◆ Work required ◆
In the listing below, the lines from the first through the one with "use tokio_util::sync::CancellationToken;" are to be copied word for word.
◆ ◆ ◆ ◆ ◆ ◆ ◆
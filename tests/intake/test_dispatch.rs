// Copyright (c) 2025 Fabstir
// SPDX-License-Identifier: BUSL-1.1
use async_trait::async_trait;
use bytes::Bytes;
use image::{DynamicImage, ImageFormat, Rgb, RgbImage};
use picrelay::channel::{AssetKind, ChannelError, RecordingChannel};
use picrelay::forward::{ForwardConfig, ForwardController, OperatorConsole, OperatorId};
use picrelay::history::{HistoryCache, HistoryConfig};
use picrelay::intake::{
    run_intake, BotApi, Chat, Document, IntakeConfig, Message, PhotoSize, Update,
    UpdateDispatcher, User,
};
use picrelay::publish::{PublishConfig, PublishPipeline};
use picrelay::sources::{CandidateSource, CandidateStub, PostLookup, SourceError};
use picrelay::store::MockStore;
use picrelay::transform::TransformConfig;
use std::collections::VecDeque;
use std::io::Cursor;
use std::sync::atomic::{AtomicUsize, Ordering};
use std::sync::{Arc, Mutex};
use std::time::Duration;
use tokio::sync::Notify;
use tokio_util::sync::CancellationToken;

const OPERATOR: i64 = 8040798522;
const STRANGER: i64 = 42;

/// Bot serving scripted getUpdates answers, then waiting forever
struct ScriptedBot {
    batches: Mutex<VecDeque<Result<Vec<Update>, ChannelError>>>,
    offsets: Mutex<Vec<i64>>,
    replies: Mutex<Vec<(i64, String, Option<i64>)>>,
    drained: Notify,
}

impl ScriptedBot {
    fn new(batches: Vec<Result<Vec<Update>, ChannelError>>) -> Arc<Self> {
        Arc::new(Self {
            batches: Mutex::new(batches.into()),
            offsets: Mutex::new(Vec::new()),
            replies: Mutex::new(Vec::new()),
            drained: Notify::new(),
        })
    }

    fn offsets(&self) -> Vec<i64> {
        self.offsets.lock().unwrap().clone()
    }

    fn reply_texts(&self) -> Vec<String> {
        self.replies
            .lock()
            .unwrap()
            .iter()
            .map(|(_, text, _)| text.clone())
            .collect()
    }
}

#[async_trait]
impl BotApi for ScriptedBot {
    async fn get_updates(&self, offset: i64, _timeout_secs: u64) -> Result<Vec<Update>, ChannelError> {
        self.offsets.lock().unwrap().push(offset);
        let next = self.batches.lock().unwrap().pop_front();
        match next {
            Some(batch) => batch,
            None => {
                self.drained.notify_one();
                std::future::pending().await
            }
        }
    }

    async fn send_message(
        &self,
        chat_id: i64,
        text: &str,
        reply_to: Option<i64>,
    ) -> Result<(), ChannelError> {
        self.replies
            .lock()
            .unwrap()
            .push((chat_id, text.to_string(), reply_to));
        Ok(())
    }
}

/// Link lookup knowing a fixed set of post ids
struct FakeLookup {
    known: Vec<u64>,
    lookups: AtomicUsize,
}

#[async_trait]
impl CandidateSource for FakeLookup {
    fn name(&self) -> &'static str {
        "yande"
    }

    fn interval(&self) -> Duration {
        Duration::from_secs(60 * 60)
    }

    async fn discover(&self) -> Result<Vec<CandidateStub>, SourceError> {
        Ok(Vec::new())
    }

    async fn download(&self, _stub: &CandidateStub) -> Result<Bytes, SourceError> {
        Ok(png())
    }
}

#[async_trait]
impl PostLookup for FakeLookup {
    fn key_for(&self, post_id: u64) -> String {
        format!("yande_{}", post_id)
    }

    async fn lookup(&self, post_id: u64) -> Result<Option<CandidateStub>, SourceError> {
        self.lookups.fetch_add(1, Ordering::SeqCst);
        if !self.known.contains(&post_id) {
            return Ok(None);
        }
        Ok(Some(CandidateStub {
            key: self.key_for(post_id),
            source_tag: "yande".to_string(),
            download_url: format!("https://files.yande.re/image/{}.png", post_id),
            width: 16,
            height: 16,
            caption: format!("Yande: {}\nSize: 16x16\nTags: #sky", post_id),
            tags: "sky".to_string(),
        }))
    }
}

fn png() -> Bytes {
    let img = RgbImage::from_pixel(16, 16, Rgb([9, 8, 7]));
    let mut buf = Cursor::new(Vec::new());
    DynamicImage::ImageRgb8(img)
        .write_to(&mut buf, ImageFormat::Png)
        .unwrap();
    Bytes::from(buf.into_inner())
}

struct Harness {
    store: MockStore,
    channel: RecordingChannel,
    lookup: Arc<FakeLookup>,
    dispatcher: Arc<UpdateDispatcher>,
}

fn harness() -> Harness {
    let store = MockStore::new();
    let channel = RecordingChannel::new();
    let cache = Arc::new(HistoryCache::new(
        Arc::new(store.clone()),
        HistoryConfig::default(),
    ));
    let pipeline = Arc::new(PublishPipeline::new(
        cache.clone(),
        Arc::new(channel.clone()),
        TransformConfig::default(),
        PublishConfig {
            send_interval: Duration::ZERO,
            ..Default::default()
        },
    ));
    let forward = Arc::new(ForwardController::new(
        pipeline.clone(),
        ForwardConfig {
            operators: vec![OperatorId(OPERATOR)],
            ..Default::default()
        },
    ));
    let console = Arc::new(OperatorConsole::new(forward.clone(), cache));
    let lookup = Arc::new(FakeLookup {
        known: vec![9],
        lookups: AtomicUsize::new(0),
    });
    let links: Arc<dyn PostLookup> = lookup.clone();
    let dispatcher = Arc::new(UpdateDispatcher::new(
        console,
        forward,
        pipeline,
        Some(links),
        IntakeConfig::default(),
    ));
    Harness {
        store,
        channel,
        lookup,
        dispatcher,
    }
}

fn message(update_id: i64, from: i64) -> Message {
    Message {
        message_id: update_id * 100,
        from: Some(User { id: from }),
        chat: Chat { id: from },
        ..Default::default()
    }
}

fn text(update_id: i64, from: i64, text: &str) -> Update {
    Update {
        update_id,
        message: Some(Message {
            text: Some(text.to_string()),
            ..message(update_id, from)
        }),
    }
}

fn photo(update_id: i64, from: i64, file_id: &str) -> Update {
    Update {
        update_id,
        message: Some(Message {
            photo: vec![
                PhotoSize {
                    file_id: format!("{}-thumb", file_id),
                    width: 90,
                    height: 60,
                },
                PhotoSize {
                    file_id: file_id.to_string(),
                    width: 1280,
                    height: 853,
                },
            ],
            ..message(update_id, from)
        }),
    }
}

fn document(update_id: i64, from: i64, file_id: &str) -> Update {
    Update {
        update_id,
        message: Some(Message {
            document: Some(Document {
                file_id: file_id.to_string(),
                file_name: Some("page.png".to_string()),
                thumbnail: None,
            }),
            ..message(update_id, from)
        }),
    }
}

/// Run the intake over `batches` until they are used up
async fn drive(h: &Harness, batches: Vec<Result<Vec<Update>, ChannelError>>) -> (Arc<ScriptedBot>, i64) {
    let bot = ScriptedBot::new(batches);
    let cancel = CancellationToken::new();
    let handle = tokio::spawn(run_intake(
        bot.clone(),
        h.dispatcher.clone(),
        IntakeConfig::default(),
        cancel.clone(),
    ));

    bot.drained.notified().await;
    cancel.cancel();
    let offset = handle.await.unwrap();
    (bot, offset)
}

#[tokio::test]
async fn test_forward_session_over_updates() {
    let h = harness();
    let (bot, offset) = drive(
        &h,
        vec![
            Ok(vec![
                text(1, OPERATOR, "/forward_start Night city #neon"),
                photo(2, OPERATOR, "photo-large"),
            ]),
            Ok(vec![
                document(3, OPERATOR, "doc-1"),
                text(4, OPERATOR, "/forward_continue"),
                text(5, OPERATOR, "/forward_end"),
            ]),
        ],
    )
    .await;

    assert_eq!(
        bot.reply_texts(),
        vec![
            "Forward session manual_100 (Night city) started, send page 0",
            "Preview for page 0 staged, send the original as a file",
            "Page 0 staged, /forward_continue to publish it",
            "Published manual_100_p0, send page 1",
            "Forward session ended",
        ]
    );
    assert_eq!(bot.offsets(), vec![0, 3, 6]);
    assert_eq!(offset, 6);

    // Replies go back to the sender's chat, threaded on the message
    let replies = bot.replies.lock().unwrap().clone();
    assert_eq!(replies[0].0, OPERATOR);
    assert_eq!(replies[0].2, Some(100));

    let photos = h.channel.sent_of(AssetKind::Photo).await;
    assert_eq!(photos.len(), 1);
    assert_eq!(photos[0].reused.as_ref().unwrap().as_str(), "photo-large");
    let documents = h.channel.sent_of(AssetKind::Document).await;
    assert_eq!(documents[0].reused.as_ref().unwrap().as_str(), "doc-1");

    let record = h.store.record("manual_100_p0").await.unwrap();
    assert_eq!((record.width, record.height), (1280, 853));
}

#[tokio::test]
async fn test_file_before_preview_is_refused() {
    let h = harness();
    let (bot, _) = drive(
        &h,
        vec![Ok(vec![
            text(1, OPERATOR, "/forward_start"),
            document(2, OPERATOR, "doc-1"),
            text(3, OPERATOR, "/forward_continue"),
        ])],
    )
    .await;

    let replies = bot.reply_texts();
    assert_eq!(replies[1], "Send the preview for page 0 as a photo first");
    assert_eq!(replies[2], "No preview staged for the current page");
    assert!(h.channel.sent().await.is_empty());
}

#[tokio::test]
async fn test_stranger_updates_are_dropped() {
    let h = harness();
    let (bot, offset) = drive(
        &h,
        vec![Ok(vec![
            text(1, OPERATOR, "/forward_start Set"),
            photo(2, STRANGER, "intruder"),
            text(3, STRANGER, "https://yande.re/post/show/9"),
            text(4, STRANGER, "/forward_end"),
            text(5, STRANGER, "hello"),
        ])],
    )
    .await;

    assert_eq!(
        bot.reply_texts(),
        vec![
            "Forward session manual_100 (Set) started, send page 0",
            "Operator 42 is not allowed to forward",
        ]
    );
    assert_eq!(offset, 6);
    assert_eq!(h.lookup.lookups.load(Ordering::SeqCst), 0);
}

#[tokio::test]
async fn test_post_link_publishes_once() {
    let h = harness();
    let (bot, _) = drive(
        &h,
        vec![
            Ok(vec![text(1, OPERATOR, "https://yande.re/post/show/9")]),
            Ok(vec![text(2, OPERATOR, "again https://yande.re/post/show/9")]),
            Ok(vec![text(3, OPERATOR, "https://yande.re/post/show/404")]),
        ],
    )
    .await;

    assert_eq!(
        bot.reply_texts(),
        vec![
            "Published yande_9",
            "yande_9 was already published",
            "yande_404 not found",
        ]
    );
    // The repeat is answered from the history without a lookup
    assert_eq!(h.lookup.lookups.load(Ordering::SeqCst), 2);
    assert!(h.store.record("yande_9").await.is_some());
    assert_eq!(h.channel.sent_of(AssetKind::Photo).await.len(), 1);
}

#[tokio::test]
async fn test_link_ignored_during_forward_session() {
    let h = harness();
    let (bot, _) = drive(
        &h,
        vec![Ok(vec![
            text(1, OPERATOR, "/forward_start"),
            text(2, OPERATOR, "https://yande.re/post/show/9"),
        ])],
    )
    .await;

    assert_eq!(bot.reply_texts().len(), 1);
    assert_eq!(h.lookup.lookups.load(Ordering::SeqCst), 0);
    assert!(h.store.record("yande_9").await.is_none());
}

#[tokio::test(start_paused = true)]
async fn test_failed_poll_retries_after_delay() {
    let h = harness();
    let started = tokio::time::Instant::now();
    let (bot, offset) = drive(
        &h,
        vec![
            Err(ChannelError::Network("connection reset".to_string())),
            Err(ChannelError::RateLimited {
                retry_after_secs: 30,
            }),
            Ok(vec![text(7, OPERATOR, "/forward_end")]),
        ],
    )
    .await;

    // Default retry delay, then the longer server-requested wait
    assert!(started.elapsed() >= Duration::from_secs(5 + 30));
    assert_eq!(bot.offsets(), vec![0, 0, 0, 8]);
    assert_eq!(offset, 8);
    assert_eq!(bot.reply_texts(), vec!["No forward session is active"]);
}

#[tokio::test]
async fn test_cancel_stops_idle_poll() {
    let h = harness();
    let (bot, offset) = drive(&h, Vec::new()).await;

    assert_eq!(offset, 0);
    assert_eq!(bot.offsets(), vec![0]);
    assert!(bot.reply_texts().is_empty());
}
◆ ◆ ◆ ◆ ◆ ◆ ◆
◆ Your response ◆
filename tests/intake/test_dispatch.rs
// Copyright (c) 2025 Fabstir
// SPDX-License-Identifier: BUSL-1.1
use async_trait::async_trait;
use bytes::Bytes;
use image::{DynamicImage, ImageFormat, Rgb, RgbImage};
use picrelay::channel::{AssetKind, ChannelError, RecordingChannel};
use picrelay::forward::{ForwardConfig, ForwardController, OperatorConsole, OperatorId};
use picrelay::history::{HistoryCache, HistoryConfig};
use picrelay::intake::{
    run_intake, BotApi, Chat, Document, IntakeConfig, Message, PhotoSize, Update,
    UpdateDispatcher, User,
};
use picrelay::publish::{PublishConfig, PublishPipeline};
use picrelay::sources::{CandidateSource, CandidateStub, PostLookup, SourceError};
use picrelay::store::MockStore;
use picrelay::transform::TransformConfig;
use std::collections::VecDeque;
use std::io::Cursor;
use std::sync::atomic::{AtomicUsize, Ordering};
use std::sync::{Arc, Mutex};
use std::time::Duration;
use tokio::sync::Notify;
use tokio_util::sync::CancellationToken;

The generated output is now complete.